I am cautiously pregnant as it might be ectopic. my hcg levels were very low but doubling ...5.75, 17, 42, 133 but now they only jumped to 165.

I take 200mg progesterone suppositories and unfortunately my level only went from a 2 to an 8. Doctor wants me to come in for a long ultrasound Friday to see where it is, hopefully they can find it. I read that hcg levels need to be around 1000+ to view it on an ultrasound. Is this true??

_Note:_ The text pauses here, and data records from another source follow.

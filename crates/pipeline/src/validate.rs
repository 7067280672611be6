use crate::error::Result;
use crate::extract::{parse_validation, return_code_block, ValidationResult};
use crate::prompts;
use crate::session::ModelSession;

/// Reviews a patched file against the faults it was meant to fix
pub struct PatchValidator<'a> {
    session: &'a ModelSession,
    language: &'a str,
}

impl<'a> PatchValidator<'a> {
    pub const fn new(session: &'a ModelSession, language: &'a str) -> Self {
        Self { session, language }
    }

    /// One review call; the status falls back to `UNKNOWN` when the response has none
    pub async fn validate(
        &self,
        final_patch: &str,
        fault_report: &str,
    ) -> Result<ValidationResult> {
        log::info!("Validating final patch ({} chars)", final_patch.len());
        let prompt = prompts::validation_prompt(final_patch, fault_report, self.language);
        let response = self
            .session
            .generate(&prompt)
            .await
            .inspect_err(|e| log::error!("Patch validation failed: {e}"))?;
        let result = parse_validation(&response);
        log::info!("Validation complete - status: {}", result.status);
        Ok(result)
    }

    pub fn syntax_repair_prompt(&self, code: &str) -> String {
        prompts::syntax_repair_prompt(code, self.language)
    }

    /// Ask the model to fix syntax errors; returns the fenced block of its answer
    pub async fn repair_syntax(&self, code: &str) -> Result<String> {
        let response = self.session.generate(&self.syntax_repair_prompt(code)).await?;
        Ok(return_code_block(&response))
    }
}

#[cfg(test)]
mod tests {
    use super::*;
    use crate::backend::ScriptedGenerator;
    use crate::catalog::ModelLimits;
    use crate::extract::{ValidationStatus, NONE_PROVIDED};
    use patchwise_code_chunker::CodepointCodec;
    use std::sync::Arc;

    fn session(generator: Arc<ScriptedGenerator>) -> ModelSession {
        ModelSession::new(
            "test-model",
            ModelLimits {
                max_context: 10_000,
                max_response: 1_000,
            },
            generator,
            Arc::new(CodepointCodec),
        )
    }

    #[tokio::test]
    async fn validate_parses_review() {
        let generator = Arc::new(ScriptedGenerator::new([
            "**Status:** BAD\n\n**Issues:**\nDivision by zero remains\n\n**Explanation:**\nFault 2 unresolved",
        ]));
        let session = session(generator.clone());

        let result = PatchValidator::new(&session, "python")
            .validate("def f(): return 1/0", "#### Fault 1:\n- div")
            .await
            .unwrap();

        assert_eq!(result.status, ValidationStatus::Bad);
        assert_eq!(result.issues, "Division by zero remains");
        assert_eq!(result.corrections, NONE_PROVIDED);
        assert_eq!(result.explanation, "Fault 2 unresolved");

        let prompt = &generator.prompts()[0];
        assert!(prompt.contains("def f(): return 1/0"));
        assert!(prompt.contains("#### Fault 1:\n- div"));
        assert!(prompt.contains("`python`"));
    }

    #[tokio::test]
    async fn unparseable_review_is_unknown() {
        let generator = Arc::new(ScriptedGenerator::new(["Looks fine to me."]));
        let session = session(generator);
        let result = PatchValidator::new(&session, "rust")
            .validate("fn main() {}", "")
            .await
            .unwrap();
        assert_eq!(result.status, ValidationStatus::Unknown);
        assert_eq!(result.issues, NONE_PROVIDED);
    }

    #[tokio::test]
    async fn repair_syntax_extracts_block() {
        let generator = Arc::new(ScriptedGenerator::new([
            "Here you go:\n```rust\nfn main() {}\n```",
        ]));
        let session = session(generator.clone());
        let validator = PatchValidator::new(&session, "rust");

        let repaired = validator.repair_syntax("fn main( {}").await.unwrap();
        assert_eq!(repaired, "fn main() {}\n");
        assert!(generator.prompts()[0].contains("```rust\nfn main( {}\n```"));
    }
}
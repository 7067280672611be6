use thiserror::Error;

pub type Result<T> = std::result::Result<T, VectorStoreError>;

#[derive(Error, Debug)]
pub enum VectorStoreError {
    #[error("Embedding error: {0}")]
    EmbeddingError(String),

    #[error("No chunks could be produced from the given files")]
    EmptyInput,

    #[error("Index is empty; embed files before querying")]
    IndexNotReady,

    #[error("No valid results for query")]
    NoResults,

    #[error("Chunking error: {0}")]
    ChunkerError(#[from] patchwise_code_chunker::ChunkerError),

    #[error("IO error: {0}")]
    IoError(#[from] std::io::Error),

    #[error("Serialization error: {0}")]
    SerializationError(#[from] serde_json::Error),

    #[error("Invalid vector dimension: expected {expected}, got {actual}")]
    InvalidDimension { expected: usize, actual: usize },
}
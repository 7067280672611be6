use thiserror::Error;

/// Result type for chunker operations
pub type Result<T> = std::result::Result<T, ChunkerError>;

/// Errors that can occur while splitting text
#[derive(Error, Debug)]
pub enum ChunkerError {
    /// Invalid configuration
    #[error("Invalid configuration: {0}")]
    InvalidConfig(String),

    /// The tokenizer failed to encode or decode
    #[error("Tokenization error: {0}")]
    TokenizationError(String),

    /// Tree-sitter error
    #[error("Tree-sitter error: {0}")]
    TreeSitterError(String),

    /// Failed to parse the source code
    #[error("Parse error: {0}")]
    ParseError(String),

    /// Unsupported language
    #[error("Unsupported language: {0}")]
    UnsupportedLanguage(String),
}

impl ChunkerError {
    /// Create an invalid config error
    pub fn invalid_config(msg: impl Into<String>) -> Self {
        Self::InvalidConfig(msg.into())
    }

    /// Create a tokenization error
    pub fn tokenization(msg: impl Into<String>) -> Self {
        Self::TokenizationError(msg.into())
    }

    /// Create a tree-sitter error
    pub fn tree_sitter(msg: impl Into<String>) -> Self {
        Self::TreeSitterError(msg.into())
    }

    /// Create a parse error
    pub fn parse(msg: impl Into<String>) -> Self {
        Self::ParseError(msg.into())
    }

    /// Create an unsupported language error
    pub fn unsupported_language(lang: impl Into<String>) -> Self {
        Self::UnsupportedLanguage(lang.into())
    }
}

Can anyone explain to me how they look for the embryo?


----------



## Mom86

Hi ladies,

I decided to start contributing to this forum because I know what we are going through is pretty uncommon and there is not much information out there. 
So here it goes:
- Dec 27/28 2017 tested positive on pregnancy test
- Jan 5th started bleeding, very heavy with bad cramps
- Jan 9th had my first gyno appt. did blood test and us. Nothing showed up on us made the dr think it could be early mc.
- did a 2nd blood test few days later came back higher, but not high enough for a normal pregnancy
- after a week got a 3rd blood test done, again higher but not high enough, so the dr concluded that it is ectopic
- Got a methotrexate shot on jan 24,2018 hcg was 1219
- Jan 27th Day 4 hcg went up 1487
- Jan 30th Day 7 hcg went down 1240
- Feb 6 th hcg 586
- Feb 15th hcg 243
- Feb 21st at work around 3 pm after lunch had a severe lower abdominal pain similar to labour pain went all the way to my butt. Very bad rectal pain and pressure. DH and I dropped my son to my moms house and rushed to ER. They did regular basic test blood pressure, temperature, hcg and hemoglobin test. My hcg dropped to 174 and hemoglobin was not low enough to conclude Fallopian tube rapture. Also did us to see some fluid build up in my uterus again not enough to conclude any rapture. I was kept in the ER that night for observation. Regular IV and pain killer with anti-inflammatory was given with the IV. In the morning, everything was normal blood pressure and hemoglobin level were stable and i was sent home. I was told to take tylenol extra strength whenever I felt pain. 
- Feb 27th, 2018 my hcg dropped to 129
- Feb 28th, 2018 again really bad lower abdominal pain, mainly on the right side and rectal pain and pressure. Took 2 extra strength tylenol. Extreme pain lasted about an hour and mild pain still exists. I have a dr appt tomorrow and lets see what she suggests. I didn't go to work from feb 22nd until now. Continuing to take tylenol extra strength every 4 hrs.


----------



## Autumn82

I'll tell my story encase it helps anyone as well.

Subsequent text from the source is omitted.